---------- Material for this task ----------

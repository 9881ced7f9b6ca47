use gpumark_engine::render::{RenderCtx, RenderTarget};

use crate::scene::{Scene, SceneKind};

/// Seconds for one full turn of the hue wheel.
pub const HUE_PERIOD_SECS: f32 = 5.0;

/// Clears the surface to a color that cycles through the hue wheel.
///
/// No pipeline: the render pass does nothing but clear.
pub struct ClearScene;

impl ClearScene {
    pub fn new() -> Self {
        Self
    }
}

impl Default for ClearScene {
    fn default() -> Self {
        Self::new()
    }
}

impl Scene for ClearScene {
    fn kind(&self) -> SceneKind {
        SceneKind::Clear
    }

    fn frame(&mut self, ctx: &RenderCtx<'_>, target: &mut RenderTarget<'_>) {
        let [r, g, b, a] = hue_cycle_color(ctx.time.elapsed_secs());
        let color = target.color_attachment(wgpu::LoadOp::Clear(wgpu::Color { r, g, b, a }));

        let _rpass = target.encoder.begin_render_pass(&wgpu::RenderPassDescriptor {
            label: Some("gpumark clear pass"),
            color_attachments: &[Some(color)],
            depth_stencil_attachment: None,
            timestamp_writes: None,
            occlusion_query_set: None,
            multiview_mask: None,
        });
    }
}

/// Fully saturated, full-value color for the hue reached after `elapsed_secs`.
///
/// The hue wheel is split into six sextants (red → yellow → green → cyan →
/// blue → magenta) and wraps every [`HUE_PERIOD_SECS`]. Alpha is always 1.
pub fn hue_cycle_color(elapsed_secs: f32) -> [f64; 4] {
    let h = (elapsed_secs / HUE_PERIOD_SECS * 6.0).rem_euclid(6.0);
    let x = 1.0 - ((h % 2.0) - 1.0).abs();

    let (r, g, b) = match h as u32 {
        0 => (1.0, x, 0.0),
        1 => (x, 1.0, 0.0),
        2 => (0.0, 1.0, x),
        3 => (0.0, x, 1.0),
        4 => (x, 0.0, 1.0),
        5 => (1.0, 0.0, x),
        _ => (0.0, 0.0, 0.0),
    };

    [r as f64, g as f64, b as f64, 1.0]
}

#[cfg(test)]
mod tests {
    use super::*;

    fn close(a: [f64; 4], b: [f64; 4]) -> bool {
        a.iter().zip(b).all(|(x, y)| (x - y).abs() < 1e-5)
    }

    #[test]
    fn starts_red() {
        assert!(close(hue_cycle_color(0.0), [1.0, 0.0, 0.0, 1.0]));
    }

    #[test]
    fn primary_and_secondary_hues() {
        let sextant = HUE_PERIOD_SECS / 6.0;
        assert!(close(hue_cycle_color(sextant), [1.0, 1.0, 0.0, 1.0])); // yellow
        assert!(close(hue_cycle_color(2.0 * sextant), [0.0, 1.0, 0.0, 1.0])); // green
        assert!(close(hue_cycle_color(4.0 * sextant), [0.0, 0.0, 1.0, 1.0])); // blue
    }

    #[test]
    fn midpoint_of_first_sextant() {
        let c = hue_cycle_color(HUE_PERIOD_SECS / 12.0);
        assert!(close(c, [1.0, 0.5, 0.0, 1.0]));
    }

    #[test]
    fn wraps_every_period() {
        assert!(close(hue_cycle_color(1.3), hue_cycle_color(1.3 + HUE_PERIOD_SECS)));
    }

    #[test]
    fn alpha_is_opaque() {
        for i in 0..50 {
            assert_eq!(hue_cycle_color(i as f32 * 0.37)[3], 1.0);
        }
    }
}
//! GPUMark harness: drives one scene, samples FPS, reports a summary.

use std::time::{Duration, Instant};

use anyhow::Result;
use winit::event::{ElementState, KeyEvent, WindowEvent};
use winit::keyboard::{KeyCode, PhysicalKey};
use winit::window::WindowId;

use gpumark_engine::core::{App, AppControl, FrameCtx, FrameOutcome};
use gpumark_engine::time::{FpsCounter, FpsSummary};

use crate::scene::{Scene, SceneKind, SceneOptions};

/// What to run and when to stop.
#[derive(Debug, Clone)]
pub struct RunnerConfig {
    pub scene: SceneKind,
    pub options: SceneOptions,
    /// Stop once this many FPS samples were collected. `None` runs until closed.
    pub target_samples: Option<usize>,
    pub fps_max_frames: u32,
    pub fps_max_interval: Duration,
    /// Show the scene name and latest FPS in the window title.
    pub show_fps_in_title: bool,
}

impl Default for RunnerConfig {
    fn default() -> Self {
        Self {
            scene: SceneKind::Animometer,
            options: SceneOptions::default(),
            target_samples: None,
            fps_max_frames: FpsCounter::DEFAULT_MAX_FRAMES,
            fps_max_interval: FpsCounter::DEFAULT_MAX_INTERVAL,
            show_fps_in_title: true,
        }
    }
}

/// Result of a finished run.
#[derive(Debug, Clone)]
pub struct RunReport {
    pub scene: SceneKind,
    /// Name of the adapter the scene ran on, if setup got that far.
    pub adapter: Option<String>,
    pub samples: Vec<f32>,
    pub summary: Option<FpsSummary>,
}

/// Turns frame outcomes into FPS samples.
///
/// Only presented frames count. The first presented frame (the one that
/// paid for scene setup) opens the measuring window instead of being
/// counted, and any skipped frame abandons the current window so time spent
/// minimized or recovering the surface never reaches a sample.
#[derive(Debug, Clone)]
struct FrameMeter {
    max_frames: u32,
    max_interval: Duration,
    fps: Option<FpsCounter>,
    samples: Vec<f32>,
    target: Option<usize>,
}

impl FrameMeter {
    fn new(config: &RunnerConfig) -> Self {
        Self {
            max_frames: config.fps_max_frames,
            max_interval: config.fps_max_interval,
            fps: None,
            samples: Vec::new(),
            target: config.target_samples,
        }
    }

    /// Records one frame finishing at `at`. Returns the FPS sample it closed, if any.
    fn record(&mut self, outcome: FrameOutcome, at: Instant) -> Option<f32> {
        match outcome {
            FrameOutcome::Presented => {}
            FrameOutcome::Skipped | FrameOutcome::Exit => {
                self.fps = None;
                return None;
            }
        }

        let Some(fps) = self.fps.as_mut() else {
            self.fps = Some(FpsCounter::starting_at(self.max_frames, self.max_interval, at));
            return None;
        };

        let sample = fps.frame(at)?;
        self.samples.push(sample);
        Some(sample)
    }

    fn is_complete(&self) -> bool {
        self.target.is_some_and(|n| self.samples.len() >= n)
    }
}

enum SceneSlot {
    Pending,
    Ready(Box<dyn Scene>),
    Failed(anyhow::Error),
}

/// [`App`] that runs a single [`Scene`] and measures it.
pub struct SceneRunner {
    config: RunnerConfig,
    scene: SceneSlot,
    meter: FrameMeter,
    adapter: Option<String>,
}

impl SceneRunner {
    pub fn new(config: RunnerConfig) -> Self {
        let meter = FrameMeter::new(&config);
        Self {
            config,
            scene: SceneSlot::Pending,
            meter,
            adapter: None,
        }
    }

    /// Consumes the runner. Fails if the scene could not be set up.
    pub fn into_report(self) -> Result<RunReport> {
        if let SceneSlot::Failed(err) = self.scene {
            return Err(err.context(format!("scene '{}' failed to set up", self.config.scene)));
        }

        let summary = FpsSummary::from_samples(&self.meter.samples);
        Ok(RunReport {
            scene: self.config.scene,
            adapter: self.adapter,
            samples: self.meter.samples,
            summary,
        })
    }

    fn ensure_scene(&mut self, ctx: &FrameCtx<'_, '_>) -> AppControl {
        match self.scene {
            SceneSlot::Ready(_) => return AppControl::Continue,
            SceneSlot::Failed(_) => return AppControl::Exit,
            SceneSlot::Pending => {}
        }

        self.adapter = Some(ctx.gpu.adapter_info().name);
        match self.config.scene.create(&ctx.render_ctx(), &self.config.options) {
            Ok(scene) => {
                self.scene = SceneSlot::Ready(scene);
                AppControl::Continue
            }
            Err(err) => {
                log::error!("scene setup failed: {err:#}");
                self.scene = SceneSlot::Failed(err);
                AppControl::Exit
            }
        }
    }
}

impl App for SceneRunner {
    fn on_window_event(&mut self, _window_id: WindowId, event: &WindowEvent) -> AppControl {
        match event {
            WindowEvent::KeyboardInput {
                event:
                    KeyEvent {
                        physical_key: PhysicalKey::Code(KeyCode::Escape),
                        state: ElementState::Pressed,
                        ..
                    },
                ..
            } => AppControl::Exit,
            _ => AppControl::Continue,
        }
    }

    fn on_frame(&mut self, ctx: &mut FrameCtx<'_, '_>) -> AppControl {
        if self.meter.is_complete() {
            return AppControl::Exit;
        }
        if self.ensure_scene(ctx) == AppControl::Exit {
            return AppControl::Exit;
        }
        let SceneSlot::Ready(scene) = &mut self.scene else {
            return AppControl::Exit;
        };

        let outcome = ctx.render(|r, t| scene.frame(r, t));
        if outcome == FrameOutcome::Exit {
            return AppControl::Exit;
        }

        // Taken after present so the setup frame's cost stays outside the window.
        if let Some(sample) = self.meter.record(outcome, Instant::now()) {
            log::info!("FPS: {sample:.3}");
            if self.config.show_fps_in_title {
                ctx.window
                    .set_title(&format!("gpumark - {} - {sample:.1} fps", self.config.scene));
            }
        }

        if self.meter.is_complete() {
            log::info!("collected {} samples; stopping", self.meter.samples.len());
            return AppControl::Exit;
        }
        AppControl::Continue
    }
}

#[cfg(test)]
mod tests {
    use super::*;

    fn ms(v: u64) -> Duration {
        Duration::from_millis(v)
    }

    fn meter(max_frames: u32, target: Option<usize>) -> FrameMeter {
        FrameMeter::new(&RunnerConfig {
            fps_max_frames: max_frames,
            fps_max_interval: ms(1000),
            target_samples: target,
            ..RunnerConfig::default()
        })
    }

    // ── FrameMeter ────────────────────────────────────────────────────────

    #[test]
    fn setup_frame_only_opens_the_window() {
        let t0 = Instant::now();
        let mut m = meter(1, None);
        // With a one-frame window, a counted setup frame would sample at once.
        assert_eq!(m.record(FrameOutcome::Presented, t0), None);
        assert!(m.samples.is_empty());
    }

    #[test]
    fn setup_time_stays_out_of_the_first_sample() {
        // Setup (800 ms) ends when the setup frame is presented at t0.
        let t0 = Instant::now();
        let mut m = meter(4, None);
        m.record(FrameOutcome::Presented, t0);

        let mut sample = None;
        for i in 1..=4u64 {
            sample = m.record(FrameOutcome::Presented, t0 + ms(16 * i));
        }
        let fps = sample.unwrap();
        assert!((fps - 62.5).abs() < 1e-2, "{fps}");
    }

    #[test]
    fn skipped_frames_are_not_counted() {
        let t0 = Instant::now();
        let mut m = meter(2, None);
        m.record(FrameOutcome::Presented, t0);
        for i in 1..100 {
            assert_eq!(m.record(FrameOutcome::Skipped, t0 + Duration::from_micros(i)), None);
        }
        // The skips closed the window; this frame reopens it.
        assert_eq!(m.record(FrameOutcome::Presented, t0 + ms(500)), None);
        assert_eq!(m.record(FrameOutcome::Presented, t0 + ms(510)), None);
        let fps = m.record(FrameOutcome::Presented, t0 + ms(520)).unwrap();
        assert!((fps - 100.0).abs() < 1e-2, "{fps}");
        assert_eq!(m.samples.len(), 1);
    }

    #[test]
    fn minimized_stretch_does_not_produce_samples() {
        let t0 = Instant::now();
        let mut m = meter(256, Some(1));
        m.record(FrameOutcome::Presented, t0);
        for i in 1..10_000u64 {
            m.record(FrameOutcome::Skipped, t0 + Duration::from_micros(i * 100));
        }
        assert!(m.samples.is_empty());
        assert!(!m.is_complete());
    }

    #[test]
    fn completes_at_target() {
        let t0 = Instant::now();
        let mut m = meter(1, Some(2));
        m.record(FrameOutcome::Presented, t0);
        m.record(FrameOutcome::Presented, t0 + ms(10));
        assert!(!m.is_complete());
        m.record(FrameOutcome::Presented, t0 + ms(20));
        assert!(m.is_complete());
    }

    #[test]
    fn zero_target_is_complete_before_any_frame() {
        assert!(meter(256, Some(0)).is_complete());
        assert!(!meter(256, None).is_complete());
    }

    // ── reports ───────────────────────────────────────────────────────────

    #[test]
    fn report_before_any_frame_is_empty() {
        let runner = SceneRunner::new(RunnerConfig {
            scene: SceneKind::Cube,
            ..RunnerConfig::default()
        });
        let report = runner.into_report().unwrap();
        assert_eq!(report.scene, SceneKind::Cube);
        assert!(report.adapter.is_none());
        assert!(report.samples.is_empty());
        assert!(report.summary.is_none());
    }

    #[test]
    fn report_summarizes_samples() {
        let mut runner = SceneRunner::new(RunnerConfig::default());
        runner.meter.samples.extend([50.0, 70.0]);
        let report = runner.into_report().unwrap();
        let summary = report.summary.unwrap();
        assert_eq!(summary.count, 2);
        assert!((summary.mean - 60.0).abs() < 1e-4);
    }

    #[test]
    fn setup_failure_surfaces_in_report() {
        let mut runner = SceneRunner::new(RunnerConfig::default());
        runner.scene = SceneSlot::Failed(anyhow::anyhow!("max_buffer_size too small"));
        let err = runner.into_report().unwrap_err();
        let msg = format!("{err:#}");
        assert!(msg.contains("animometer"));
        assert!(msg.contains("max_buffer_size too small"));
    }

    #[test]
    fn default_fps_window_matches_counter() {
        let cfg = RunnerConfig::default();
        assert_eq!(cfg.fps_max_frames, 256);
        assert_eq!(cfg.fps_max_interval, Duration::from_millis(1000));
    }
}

----------

● **Aim of the task**
Report how many lines of the entries above contain "adapter", and give no other output.

● **Exercise solution**
7